[Dataset entries]
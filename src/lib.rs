//! Board Finder - cached, filtered, paginated listings for a job board
//!
//! Jobs, blog posts and feedback share one query layer: filters are built
//! from a raw parameter bag, pages are read cache-aside through a fail-open
//! cache service, and writers invalidate an entity's pages by key prefix.

pub mod api;
pub mod cache;
pub mod config;
pub mod entities;
pub mod error;
pub mod finder;
pub mod models;
pub mod store;
pub mod tasks;
pub mod writer;

pub use api::{create_router, AppState};
pub use config::Config;
pub use finder::{CachedFinder, PageEnvelope, RawQuery};
pub use tasks::spawn_cleanup_task;
pub use writer::ListingWriter;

**Exercise brief**
Exactly as shown above, return every record.

**Result for this task**
filename src/lib.rs
//! Board Finder - cached, filtered, paginated listings for a job board
//!
//! Jobs, blog posts and feedback share one query layer: filters are built
//! from a raw parameter bag, pages are read cache-aside through a fail-open
//! cache service, and writers invalidate an entity's pages by key prefix.

pub mod api;
pub mod cache;
pub mod config;
pub mod entities;
pub mod error;
pub mod finder;
pub mod models;
pub mod store;
pub mod tasks;
pub mod writer;

pub use api::{create_router, AppState};
pub use config::Config;
pub use finder::{CachedFinder, PageEnvelope, RawQuery};
pub use tasks::spawn_cleanup_task;
pub use writer::ListingWriter;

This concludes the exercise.